Saved data entries:
>>>
//! Per-gesture target math.
//!
//! Every gesture maps to a [`ModeDescriptor`]: which shape to follow, how
//! particle indices map onto it, and which procedural motion to layer on top.

use glam::Vec3;
use std::f64::consts::TAU;

use crate::gesture::GestureState;
use crate::shape_library::{planar_angle, planar_radius, ShapeKey};

pub const TREE_SPIN_SPEED: f32 = 0.3;
pub const IMPLOSION_SPIN_SPEED: f32 = 2.0;
pub const REVEAL_DURATION: f32 = 1.5;
pub const REVEAL_START_RADIUS: f32 = 20.0;
pub const REVEAL_START_SPIN: f32 = 2.0;
pub const REVEAL_END_SPIN: f32 = 0.5;
pub const SCATTER_EXTENT: f32 = 500.0;
pub const SCATTER_DEPTH: f32 = -500.0;

/// How particle `i` picks its shape point when the shape length `L` differs
/// from the particle count
#[derive(Debug, Clone, Copy, PartialEq, Eq)]
pub enum FillPolicy {
    /// Point `i mod L`
    CyclicFill,
    /// Point `i` for `i < L`; the rest are scattered far behind every tick
    DirectFillWithScatter,
}

#[derive(Debug, Clone, Copy, PartialEq, Eq)]
pub enum Motion {
    /// Slow spin about the vertical axis plus a twinkle on x
    TreeSpin,
    /// Tight spiral around the origin, no shape
    Implosion,
    /// Global bob on y, per-particle sparkle
    FramePulse,
    /// Eased expansion from a small ring, spin slowing down
    RevealVortex,
    /// Tiny wobble on x and y
    TextWobble,
}

#[derive(Debug, Clone, Copy, PartialEq, Eq)]
pub struct ModeDescriptor {
    pub shape: Option<ShapeKey>,
    pub policy: FillPolicy,
    pub motion: Motion,
}

impl ModeDescriptor {
    pub fn for_gesture(gesture: GestureState) -> Self {
        use FillPolicy::*;
        use Motion::*;

        let (shape, policy, motion) = match gesture {
            GestureState::Idle => (Some(ShapeKey::ChristmasTree), CyclicFill, TreeSpin),
            GestureState::Fist => (None, CyclicFill, Implosion),
            GestureState::Pinch => (Some(ShapeKey::PhotoFrame), CyclicFill, FramePulse),
            GestureState::FaceReveal => (Some(ShapeKey::Vortex), CyclicFill, RevealVortex),
            GestureState::DoubleLove => {
                (Some(ShapeKey::SpecialLove), DirectFillWithScatter, TextWobble)
            }
            GestureState::Finger(n) => {
                (Some(ShapeKey::Finger(n)), DirectFillWithScatter, TextWobble)
            }
        };

        Self {
            shape,
            policy,
            motion,
        }
    }
}

/// Everything a motion needs besides the shape point
#[derive(Debug, Clone, Copy)]
pub struct MotionInput {
    pub index: usize,
    pub time: f64,
    pub reveal_start: f64,
    /// Immutable per-particle jitter in 0..1
    pub offset: Vec3,
}

impl Motion {
    /// Target for one particle. `point` is the mapped shape point; the
    /// implosion ignores it.
    pub fn target(&self, point: Vec3, input: &MotionInput) -> Vec3 {
        let t = input.time;
        let i = input.index as f32;

        match self {
            Motion::TreeSpin => {
                let rotated = rotate_y(point, phase(t, TREE_SPIN_SPEED));
                let twinkle = (phase(t, 3.0) + i * 0.1).sin() * 0.5;
                Vec3::new(rotated.x + twinkle, point.y, rotated.z)
            }
            Motion::Implosion => {
                let angle = i * 0.1 + phase(t, IMPLOSION_SPIN_SPEED);
                let radius = 2.0 + input.offset.x * 3.0;
                Vec3::new(
                    angle.cos() * radius,
                    angle.sin() * radius,
                    (input.offset.z - 0.5) * 5.0,
                )
            }
            Motion::FramePulse => {
                let pulse = phase(t, 4.0).sin() * 2.0;
                let sparkle = (phase(t, 8.0) + i * 0.3).sin() * 1.5;
                Vec3::new(
                    point.x + sparkle,
                    point.y + pulse * 0.3,
                    point.z + (phase(t, 2.0) + i * 0.1).sin() * 3.0,
                )
            }
            Motion::RevealVortex => {
                let progress = reveal_progress((t - input.reveal_start) as f32);
                let angle = planar_angle(point) + phase(t, reveal_spin_speed(progress));
                let radius = reveal_radius(planar_radius(point), progress);
                let fade = 1.0 - progress;
                let sparkle = (phase(t, 8.0) + i * 0.5).sin() * fade * 15.0;

                Vec3::new(
                    angle.cos() * (radius + sparkle),
                    angle.sin() * (radius + sparkle),
                    point.z + (phase(t, 3.0) + i).sin() * 20.0 * fade,
                )
            }
            Motion::TextWobble => Vec3::new(
                point.x + (phase(t, 2.0) + i).sin() * 0.05,
                point.y + (phase(t, 1.5) + i).cos() * 0.05,
                point.z,
            ),
        }
    }
}

/// `t * rate` reduced to one turn, so the f32 trig stays precise however
/// long the clock has run
pub fn phase(t: f64, rate: f32) -> f32 {
    (t * rate as f64).rem_euclid(TAU) as f32
}

/// Rotation about the vertical axis
pub fn rotate_y(p: Vec3, angle: f32) -> Vec3 {
    let (sin, cos) = angle.sin_cos();
    Vec3::new(p.x * cos - p.z * sin, p.y, p.x * sin + p.z * cos)
}

/// Linear progress through the reveal, clamped to 0..=1
pub fn reveal_progress(elapsed: f32) -> f32 {
    (elapsed / REVEAL_DURATION).clamp(0.0, 1.0)
}

/// Cubic ease-out
pub fn ease_out_cubic(p: f32) -> f32 {
    1.0 - (1.0 - p).powi(3)
}

/// Radius grows from the start ring to the shape's own radius
pub fn reveal_radius(end_radius: f32, progress: f32) -> f32 {
    let eased = ease_out_cubic(progress);
    if eased >= 1.0 {
        return end_radius;
    }
    REVEAL_START_RADIUS + (end_radius - REVEAL_START_RADIUS) * eased
}

/// Spin decays linearly from 2.0 to 0.5 rad/s
pub fn reveal_spin_speed(progress: f32) -> f32 {
    REVEAL_START_SPIN - progress * (REVEAL_START_SPIN - REVEAL_END_SPIN)
}

#[cfg(test)]
mod tests {
    use super::*;

    fn input(index: usize, time: f64, reveal_start: f64) -> MotionInput {
        MotionInput {
            index,
            time,
            reveal_start,
            offset: Vec3::splat(0.5),
        }
    }

    #[test]
    fn test_descriptor_policies() {
        assert_eq!(
            ModeDescriptor::for_gesture(GestureState::Idle).policy,
            FillPolicy::CyclicFill
        );
        assert_eq!(ModeDescriptor::for_gesture(GestureState::Fist).shape, None);
        let finger = ModeDescriptor::for_gesture(GestureState::Finger(4));
        assert_eq!(finger.shape, Some(ShapeKey::Finger(4)));
        assert_eq!(finger.policy, FillPolicy::DirectFillWithScatter);
        assert_eq!(
            ModeDescriptor::for_gesture(GestureState::DoubleLove).policy,
            FillPolicy::DirectFillWithScatter
        );
    }

    #[test]
    fn test_reveal_starts_at_small_ring() {
        assert_eq!(reveal_progress(0.0), 0.0);
        assert_eq!(reveal_radius(230.0, 0.0), REVEAL_START_RADIUS);
        assert_eq!(reveal_spin_speed(0.0), 2.0);
    }

    #[test]
    fn test_reveal_ends_on_shape_radius() {
        for elapsed in [1.5, 2.0, 100.0] {
            let p = reveal_progress(elapsed);
            assert_eq!(p, 1.0);
            assert_eq!(reveal_radius(231.25, p), 231.25);
            assert_eq!(reveal_spin_speed(p), 0.5);
        }
    }

    #[test]
    fn test_reveal_target_settles_on_shape() {
        let point = Vec3::new(120.0, -160.0, 7.0);
        let target = Motion::RevealVortex.target(point, &input(42, 3.0, 1.0));
        assert!((planar_radius(target) - 200.0).abs() < 1e-3);
        assert!((target.z - 7.0).abs() < 1e-6);
    }

    #[test]
    fn test_reveal_target_at_entry() {
        let point = Vec3::new(200.0, 0.0, 0.0);
        // index 0 at t = 0: no sparkle phase, radius is the start ring
        let target = Motion::RevealVortex.target(point, &input(0, 0.0, 0.0));
        assert!((planar_radius(target) - REVEAL_START_RADIUS).abs() < 1e-4);
    }

    #[test]
    fn test_ease_is_monotonic() {
        let mut last = 0.0;
        for step in 1..=100 {
            let e = ease_out_cubic(step as f32 / 100.0);
            assert!(e > last);
            last = e;
        }
        assert_eq!(ease_out_cubic(1.0), 1.0);
    }

    #[test]
    fn test_tree_spin_preserves_height_and_radius() {
        let point = Vec3::new(10.0, 5.0, 0.0);
        let target = Motion::TreeSpin.target(point, &input(0, 2.0, 0.0));
        assert_eq!(target.y, 5.0);
        let untwinkled = Vec3::new(target.x - (6.0f32).sin() * 0.5, 0.0, target.z);
        assert!((untwinkled.length() - 10.0).abs() < 1e-4);
    }

    #[test]
    fn test_implosion_stays_tight() {
        for i in 0..100 {
            let mut inp = input(i, i as f64 * 0.37, 0.0);
            inp.offset = Vec3::new(i as f32 / 100.0, 0.0, 1.0);
            let target = Motion::Implosion.target(Vec3::splat(999.0), &inp);
            let r = planar_radius(target);
            assert!((2.0 - 1e-4..=5.0 + 1e-4).contains(&r));
            assert!((target.z - 2.5).abs() < 1e-6);
        }
    }

    #[test]
    fn test_pinch_frame_pulse() {
        let point = Vec3::new(40.0, -10.0, 0.0);
        let (i, t) = (7usize, 1.25f64);
        let target = Motion::FramePulse.target(point, &input(i, t, 0.0));

        let tf = t as f32;
        let fi = i as f32;
        let expected = Vec3::new(
            40.0 + (tf * 8.0 + fi * 0.3).sin() * 1.5,
            -10.0 + (tf * 4.0).sin() * 2.0 * 0.3,
            (tf * 2.0 + fi * 0.1).sin() * 3.0,
        );
        assert!((target - expected).length() < 1e-4, "{:?} vs {:?}", target, expected);

        // the pulse keeps the frame within a few units of its shape point
        for step in 0..200 {
            let target = Motion::FramePulse.target(point, &input(step, step as f64 * 0.05, 0.0));
            assert!((target.x - point.x).abs() <= 1.5 + 1e-4);
            assert!((target.y - point.y).abs() <= 0.6 + 1e-4);
            assert!(target.z.abs() <= 3.0 + 1e-4);
        }
    }

    #[test]
    fn test_phase_is_precise_at_large_times() {
        let start = 262_144.0f64;
        let a = phase(start, 3.0);
        let b = phase(start + 0.01, 3.0);
        let step = (b - a).rem_euclid(std::f32::consts::TAU);
        assert!((step - 0.03).abs() < 1e-4, "step {}", step);

        // twinkle keeps moving tick to tick
        let point = Vec3::new(10.0, 5.0, 0.0);
        let first = Motion::TreeSpin.target(point, &input(3, start, 0.0));
        let next = Motion::TreeSpin.target(point, &input(3, start + 0.01, 0.0));
        assert_ne!(first, next);
    }
}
<<<
TASK INSTRUCTIONS: Return exactly, and only, the lines above starting at the line that contains "is the start ring" and ending at the line that contains "for i in 0..100".

REPLY:
        // index 0 at t = 0: no sparkle phase, radius is the start ring
        let target = Motion::RevealVortex.target(point, &input(0, 0.0, 0.0));
        assert!((planar_radius(target) - REVEAL_START_RADIUS).abs() < 1e-4);
    }

    #[test]
    fn test_ease_is_monotonic() {
        let mut last = 0.0;
        for step in 1..=100 {
            let e = ease_out_cubic(step as f32 / 100.0);
            assert!(e > last);
            last = e;
        }
        assert_eq!(ease_out_cubic(1.0), 1.0);
    }

    #[test]
    fn test_tree_spin_preserves_height_and_radius() {
        let point = Vec3::new(10.0, 5.0, 0.0);
        let target = Motion::TreeSpin.target(point, &input(0, 2.0, 0.0));
        assert_eq!(target.y, 5.0);
        let untwinkled = Vec3::new(target.x - (6.0f32).sin() * 0.5, 0.0, target.z);
        assert!((untwinkled.length() - 10.0).abs() < 1e-4);
    }

    #[test]
    fn test_implosion_stays_tight() {
        for i in 0..100 {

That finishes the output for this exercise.